» EXERCISE REQUIREMENTS
Under this line are the records; write out word for word the part that begins at the line containing "let result = KMeans::new(0, config_with_seed(1)).fit(&dataset);" and ends at the line containing "let result = KMeans::new(2, config_with_seed(1))", and no more.

» ENTRIES SUPPLIED
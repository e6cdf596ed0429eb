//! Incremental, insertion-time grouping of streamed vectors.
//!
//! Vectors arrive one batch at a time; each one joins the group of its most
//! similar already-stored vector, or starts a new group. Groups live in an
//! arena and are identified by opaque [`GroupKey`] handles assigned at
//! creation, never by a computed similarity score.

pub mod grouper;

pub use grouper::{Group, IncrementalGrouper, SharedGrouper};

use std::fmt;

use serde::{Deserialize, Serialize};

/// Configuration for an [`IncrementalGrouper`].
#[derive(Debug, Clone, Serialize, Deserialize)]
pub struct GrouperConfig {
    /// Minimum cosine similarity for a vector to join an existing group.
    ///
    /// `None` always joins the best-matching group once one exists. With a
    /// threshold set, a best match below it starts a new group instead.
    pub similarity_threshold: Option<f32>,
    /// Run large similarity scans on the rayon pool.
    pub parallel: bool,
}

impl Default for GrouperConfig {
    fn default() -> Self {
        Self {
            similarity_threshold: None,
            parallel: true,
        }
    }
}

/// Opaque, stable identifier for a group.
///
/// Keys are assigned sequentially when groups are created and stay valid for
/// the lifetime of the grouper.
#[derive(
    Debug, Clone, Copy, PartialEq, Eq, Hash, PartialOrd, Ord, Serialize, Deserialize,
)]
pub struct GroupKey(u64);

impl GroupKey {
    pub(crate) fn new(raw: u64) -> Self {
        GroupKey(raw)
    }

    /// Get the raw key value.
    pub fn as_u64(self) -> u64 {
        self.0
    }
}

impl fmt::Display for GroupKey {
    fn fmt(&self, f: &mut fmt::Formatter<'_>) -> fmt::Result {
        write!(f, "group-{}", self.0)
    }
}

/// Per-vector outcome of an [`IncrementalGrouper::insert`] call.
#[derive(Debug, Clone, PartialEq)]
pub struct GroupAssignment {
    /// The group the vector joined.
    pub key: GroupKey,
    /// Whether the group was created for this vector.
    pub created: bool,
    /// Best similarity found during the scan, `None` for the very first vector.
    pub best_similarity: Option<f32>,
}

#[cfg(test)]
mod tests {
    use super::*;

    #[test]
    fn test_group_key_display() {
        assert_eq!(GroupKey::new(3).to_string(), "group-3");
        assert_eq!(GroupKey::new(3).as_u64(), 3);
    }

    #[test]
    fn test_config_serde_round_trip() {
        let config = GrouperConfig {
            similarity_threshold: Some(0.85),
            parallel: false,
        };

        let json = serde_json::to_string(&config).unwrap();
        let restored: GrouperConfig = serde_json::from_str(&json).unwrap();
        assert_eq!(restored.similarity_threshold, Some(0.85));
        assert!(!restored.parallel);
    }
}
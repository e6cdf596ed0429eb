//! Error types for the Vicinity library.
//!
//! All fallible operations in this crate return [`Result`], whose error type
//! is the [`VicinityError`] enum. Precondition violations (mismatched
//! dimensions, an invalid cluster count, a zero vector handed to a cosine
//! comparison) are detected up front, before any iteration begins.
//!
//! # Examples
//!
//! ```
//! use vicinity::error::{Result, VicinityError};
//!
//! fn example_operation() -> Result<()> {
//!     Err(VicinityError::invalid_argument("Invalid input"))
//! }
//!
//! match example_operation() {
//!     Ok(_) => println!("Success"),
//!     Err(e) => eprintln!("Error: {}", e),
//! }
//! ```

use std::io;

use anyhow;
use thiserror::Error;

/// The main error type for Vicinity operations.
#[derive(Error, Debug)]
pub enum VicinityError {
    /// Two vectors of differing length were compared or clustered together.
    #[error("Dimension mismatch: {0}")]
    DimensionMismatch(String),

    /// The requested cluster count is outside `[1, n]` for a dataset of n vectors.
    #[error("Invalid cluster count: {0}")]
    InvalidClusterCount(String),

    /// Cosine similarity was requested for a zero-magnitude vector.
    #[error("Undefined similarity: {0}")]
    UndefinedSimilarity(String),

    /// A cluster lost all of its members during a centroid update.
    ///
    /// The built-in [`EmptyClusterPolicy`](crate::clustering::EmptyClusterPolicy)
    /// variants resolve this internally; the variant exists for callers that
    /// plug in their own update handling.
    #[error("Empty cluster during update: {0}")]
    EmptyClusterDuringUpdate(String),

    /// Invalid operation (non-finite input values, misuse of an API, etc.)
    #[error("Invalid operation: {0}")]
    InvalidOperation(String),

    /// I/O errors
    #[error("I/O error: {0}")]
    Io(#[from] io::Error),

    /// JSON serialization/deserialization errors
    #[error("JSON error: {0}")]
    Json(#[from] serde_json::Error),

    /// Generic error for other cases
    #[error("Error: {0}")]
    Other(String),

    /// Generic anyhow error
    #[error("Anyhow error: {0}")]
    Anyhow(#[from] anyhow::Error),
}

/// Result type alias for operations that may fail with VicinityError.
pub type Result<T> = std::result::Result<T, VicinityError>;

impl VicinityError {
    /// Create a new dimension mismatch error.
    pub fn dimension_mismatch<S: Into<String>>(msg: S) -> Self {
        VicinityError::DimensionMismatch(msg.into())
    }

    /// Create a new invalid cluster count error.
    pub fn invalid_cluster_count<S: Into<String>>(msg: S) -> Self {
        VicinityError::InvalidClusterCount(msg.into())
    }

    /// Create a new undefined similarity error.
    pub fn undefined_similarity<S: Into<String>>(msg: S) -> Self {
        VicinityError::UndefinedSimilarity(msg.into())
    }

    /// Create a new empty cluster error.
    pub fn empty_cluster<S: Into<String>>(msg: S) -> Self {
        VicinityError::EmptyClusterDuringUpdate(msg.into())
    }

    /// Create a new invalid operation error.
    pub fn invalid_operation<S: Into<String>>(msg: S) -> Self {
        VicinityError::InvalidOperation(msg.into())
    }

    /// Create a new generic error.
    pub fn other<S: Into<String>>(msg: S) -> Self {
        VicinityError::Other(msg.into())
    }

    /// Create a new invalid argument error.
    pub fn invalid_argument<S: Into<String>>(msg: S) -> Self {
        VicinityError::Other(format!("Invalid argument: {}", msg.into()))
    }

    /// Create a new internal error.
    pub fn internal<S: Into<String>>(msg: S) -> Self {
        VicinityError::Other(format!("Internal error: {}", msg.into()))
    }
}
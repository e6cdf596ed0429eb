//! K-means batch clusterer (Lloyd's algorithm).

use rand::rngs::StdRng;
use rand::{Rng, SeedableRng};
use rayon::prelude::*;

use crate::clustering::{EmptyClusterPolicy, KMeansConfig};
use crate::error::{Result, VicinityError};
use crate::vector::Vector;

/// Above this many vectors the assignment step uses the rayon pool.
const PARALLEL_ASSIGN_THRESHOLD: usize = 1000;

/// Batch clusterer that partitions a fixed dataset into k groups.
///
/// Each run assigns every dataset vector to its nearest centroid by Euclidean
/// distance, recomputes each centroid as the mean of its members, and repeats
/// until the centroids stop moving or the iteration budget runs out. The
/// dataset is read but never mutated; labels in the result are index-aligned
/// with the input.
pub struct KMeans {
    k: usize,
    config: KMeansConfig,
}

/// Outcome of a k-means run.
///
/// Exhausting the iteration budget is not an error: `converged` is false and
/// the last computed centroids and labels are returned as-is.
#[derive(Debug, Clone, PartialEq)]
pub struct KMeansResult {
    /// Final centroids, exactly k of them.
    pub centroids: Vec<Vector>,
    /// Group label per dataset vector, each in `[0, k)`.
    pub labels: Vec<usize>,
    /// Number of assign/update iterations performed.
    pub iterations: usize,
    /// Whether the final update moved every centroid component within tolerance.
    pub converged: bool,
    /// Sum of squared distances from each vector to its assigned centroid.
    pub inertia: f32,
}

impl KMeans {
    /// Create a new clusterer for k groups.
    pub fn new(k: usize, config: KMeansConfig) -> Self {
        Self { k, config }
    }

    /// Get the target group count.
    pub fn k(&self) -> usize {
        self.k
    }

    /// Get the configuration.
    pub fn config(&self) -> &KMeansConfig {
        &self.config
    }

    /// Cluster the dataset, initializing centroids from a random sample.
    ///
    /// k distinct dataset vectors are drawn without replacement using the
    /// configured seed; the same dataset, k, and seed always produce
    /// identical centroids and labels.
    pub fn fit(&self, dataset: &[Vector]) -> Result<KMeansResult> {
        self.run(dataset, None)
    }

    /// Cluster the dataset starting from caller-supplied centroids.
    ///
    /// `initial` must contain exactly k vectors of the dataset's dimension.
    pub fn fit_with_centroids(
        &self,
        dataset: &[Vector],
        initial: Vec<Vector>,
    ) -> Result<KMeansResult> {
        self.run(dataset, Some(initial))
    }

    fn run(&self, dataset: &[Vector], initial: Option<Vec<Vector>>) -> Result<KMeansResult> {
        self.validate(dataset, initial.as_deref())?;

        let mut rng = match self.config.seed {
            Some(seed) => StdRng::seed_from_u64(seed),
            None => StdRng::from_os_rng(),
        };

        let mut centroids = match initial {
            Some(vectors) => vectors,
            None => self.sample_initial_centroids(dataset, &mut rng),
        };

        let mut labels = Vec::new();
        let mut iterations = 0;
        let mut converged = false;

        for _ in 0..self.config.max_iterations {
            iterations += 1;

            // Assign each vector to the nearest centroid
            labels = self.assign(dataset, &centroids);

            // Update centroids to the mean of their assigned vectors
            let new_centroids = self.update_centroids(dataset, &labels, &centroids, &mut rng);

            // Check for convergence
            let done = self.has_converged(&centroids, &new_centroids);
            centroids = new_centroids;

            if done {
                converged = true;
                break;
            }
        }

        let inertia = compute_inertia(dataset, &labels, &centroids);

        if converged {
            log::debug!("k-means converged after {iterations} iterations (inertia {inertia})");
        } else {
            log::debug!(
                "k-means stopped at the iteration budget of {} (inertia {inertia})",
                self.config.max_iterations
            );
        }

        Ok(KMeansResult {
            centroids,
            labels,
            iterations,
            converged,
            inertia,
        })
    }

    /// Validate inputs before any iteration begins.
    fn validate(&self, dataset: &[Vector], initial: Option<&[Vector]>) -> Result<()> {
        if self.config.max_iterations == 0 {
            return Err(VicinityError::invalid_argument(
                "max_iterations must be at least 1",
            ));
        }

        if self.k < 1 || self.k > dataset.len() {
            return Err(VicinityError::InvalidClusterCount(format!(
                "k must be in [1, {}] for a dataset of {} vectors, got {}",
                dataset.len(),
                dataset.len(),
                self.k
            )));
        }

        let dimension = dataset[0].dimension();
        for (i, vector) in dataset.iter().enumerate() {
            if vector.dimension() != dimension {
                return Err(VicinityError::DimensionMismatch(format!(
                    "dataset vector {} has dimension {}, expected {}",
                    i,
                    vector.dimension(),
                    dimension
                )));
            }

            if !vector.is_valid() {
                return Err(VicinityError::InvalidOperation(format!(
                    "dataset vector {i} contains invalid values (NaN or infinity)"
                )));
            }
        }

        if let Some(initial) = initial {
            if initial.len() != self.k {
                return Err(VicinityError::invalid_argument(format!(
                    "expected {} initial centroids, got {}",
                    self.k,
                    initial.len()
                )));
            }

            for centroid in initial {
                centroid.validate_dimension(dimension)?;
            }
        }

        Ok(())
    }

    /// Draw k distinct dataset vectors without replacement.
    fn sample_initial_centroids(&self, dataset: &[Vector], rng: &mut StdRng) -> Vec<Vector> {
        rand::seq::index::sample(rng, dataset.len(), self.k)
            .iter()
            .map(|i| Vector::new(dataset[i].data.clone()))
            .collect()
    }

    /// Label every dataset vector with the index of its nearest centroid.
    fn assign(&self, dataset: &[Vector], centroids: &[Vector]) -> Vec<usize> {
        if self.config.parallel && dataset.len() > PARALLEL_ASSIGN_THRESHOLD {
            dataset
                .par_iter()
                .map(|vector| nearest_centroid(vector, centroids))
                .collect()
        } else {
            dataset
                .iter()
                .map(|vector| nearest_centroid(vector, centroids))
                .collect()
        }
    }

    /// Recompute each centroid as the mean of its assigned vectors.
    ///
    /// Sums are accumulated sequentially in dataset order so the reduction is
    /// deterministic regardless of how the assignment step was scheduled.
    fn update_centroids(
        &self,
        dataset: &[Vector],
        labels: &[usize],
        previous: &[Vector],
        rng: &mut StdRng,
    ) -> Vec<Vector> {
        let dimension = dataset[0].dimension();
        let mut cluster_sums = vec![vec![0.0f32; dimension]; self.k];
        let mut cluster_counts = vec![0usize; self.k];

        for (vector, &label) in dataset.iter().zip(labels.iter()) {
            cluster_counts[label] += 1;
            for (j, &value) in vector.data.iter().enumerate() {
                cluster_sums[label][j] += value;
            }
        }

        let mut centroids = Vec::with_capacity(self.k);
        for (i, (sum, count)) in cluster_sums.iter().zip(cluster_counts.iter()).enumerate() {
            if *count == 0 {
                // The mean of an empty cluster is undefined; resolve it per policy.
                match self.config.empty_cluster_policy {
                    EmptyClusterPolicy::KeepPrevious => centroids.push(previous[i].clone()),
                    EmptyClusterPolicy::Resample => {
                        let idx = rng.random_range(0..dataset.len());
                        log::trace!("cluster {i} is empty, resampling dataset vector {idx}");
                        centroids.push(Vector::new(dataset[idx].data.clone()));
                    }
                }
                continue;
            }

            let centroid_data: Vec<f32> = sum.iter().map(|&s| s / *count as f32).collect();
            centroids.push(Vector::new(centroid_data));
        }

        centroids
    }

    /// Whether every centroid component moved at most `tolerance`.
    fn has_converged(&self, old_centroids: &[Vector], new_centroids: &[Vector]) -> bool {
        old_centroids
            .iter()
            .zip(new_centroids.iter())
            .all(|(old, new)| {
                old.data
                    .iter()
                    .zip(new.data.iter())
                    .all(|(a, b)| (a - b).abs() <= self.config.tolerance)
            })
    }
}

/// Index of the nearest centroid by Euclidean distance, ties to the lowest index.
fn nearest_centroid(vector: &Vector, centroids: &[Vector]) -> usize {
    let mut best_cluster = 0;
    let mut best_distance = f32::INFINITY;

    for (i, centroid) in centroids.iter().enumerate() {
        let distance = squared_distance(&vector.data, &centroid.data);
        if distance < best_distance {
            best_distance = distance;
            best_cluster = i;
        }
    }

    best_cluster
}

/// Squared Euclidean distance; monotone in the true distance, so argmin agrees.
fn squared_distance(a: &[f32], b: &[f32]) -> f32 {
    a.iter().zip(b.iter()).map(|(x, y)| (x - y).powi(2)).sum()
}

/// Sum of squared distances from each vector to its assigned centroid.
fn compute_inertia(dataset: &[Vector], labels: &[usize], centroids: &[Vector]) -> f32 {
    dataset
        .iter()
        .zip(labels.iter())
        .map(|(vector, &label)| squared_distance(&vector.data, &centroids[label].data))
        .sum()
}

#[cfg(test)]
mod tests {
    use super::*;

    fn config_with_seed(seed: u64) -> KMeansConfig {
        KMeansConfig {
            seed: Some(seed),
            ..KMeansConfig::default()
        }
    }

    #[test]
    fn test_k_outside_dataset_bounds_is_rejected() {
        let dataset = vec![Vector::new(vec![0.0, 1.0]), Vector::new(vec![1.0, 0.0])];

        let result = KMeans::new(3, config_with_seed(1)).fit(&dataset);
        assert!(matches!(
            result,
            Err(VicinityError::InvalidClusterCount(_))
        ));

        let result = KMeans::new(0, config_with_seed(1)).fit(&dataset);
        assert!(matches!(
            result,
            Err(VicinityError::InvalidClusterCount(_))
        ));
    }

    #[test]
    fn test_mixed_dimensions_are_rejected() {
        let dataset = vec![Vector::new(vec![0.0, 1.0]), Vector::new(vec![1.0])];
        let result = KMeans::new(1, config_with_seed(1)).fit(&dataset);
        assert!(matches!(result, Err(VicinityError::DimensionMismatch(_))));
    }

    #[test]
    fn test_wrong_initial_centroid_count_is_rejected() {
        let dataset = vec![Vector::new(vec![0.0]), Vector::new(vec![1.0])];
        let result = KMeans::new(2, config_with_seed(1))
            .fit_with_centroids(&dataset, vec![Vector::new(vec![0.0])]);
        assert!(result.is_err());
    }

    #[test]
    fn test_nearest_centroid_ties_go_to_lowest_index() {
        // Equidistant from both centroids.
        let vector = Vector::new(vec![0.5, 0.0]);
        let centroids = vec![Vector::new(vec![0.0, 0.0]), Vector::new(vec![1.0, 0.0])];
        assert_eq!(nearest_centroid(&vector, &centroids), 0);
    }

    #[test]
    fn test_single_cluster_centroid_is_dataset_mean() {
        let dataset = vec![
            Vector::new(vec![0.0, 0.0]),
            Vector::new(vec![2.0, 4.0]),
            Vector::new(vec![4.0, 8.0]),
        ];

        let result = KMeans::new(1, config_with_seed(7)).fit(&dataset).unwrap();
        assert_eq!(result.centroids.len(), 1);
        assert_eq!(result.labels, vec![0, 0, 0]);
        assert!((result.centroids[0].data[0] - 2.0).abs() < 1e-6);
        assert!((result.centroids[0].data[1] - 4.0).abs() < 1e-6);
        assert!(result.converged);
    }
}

» TASK SOLUTION
        let result = KMeans::new(0, config_with_seed(1)).fit(&dataset);
        assert!(matches!(
            result,
            Err(VicinityError::InvalidClusterCount(_))
        ));
    }

    #[test]
    fn test_mixed_dimensions_are_rejected() {
        let dataset = vec![Vector::new(vec![0.0, 1.0]), Vector::new(vec![1.0])];
        let result = KMeans::new(1, config_with_seed(1)).fit(&dataset);
        assert!(matches!(result, Err(VicinityError::DimensionMismatch(_))));
    }

    #[test]
    fn test_wrong_initial_centroid_count_is_rejected() {
        let dataset = vec![Vector::new(vec![0.0]), Vector::new(vec![1.0])];
        let result = KMeans::new(2, config_with_seed(1))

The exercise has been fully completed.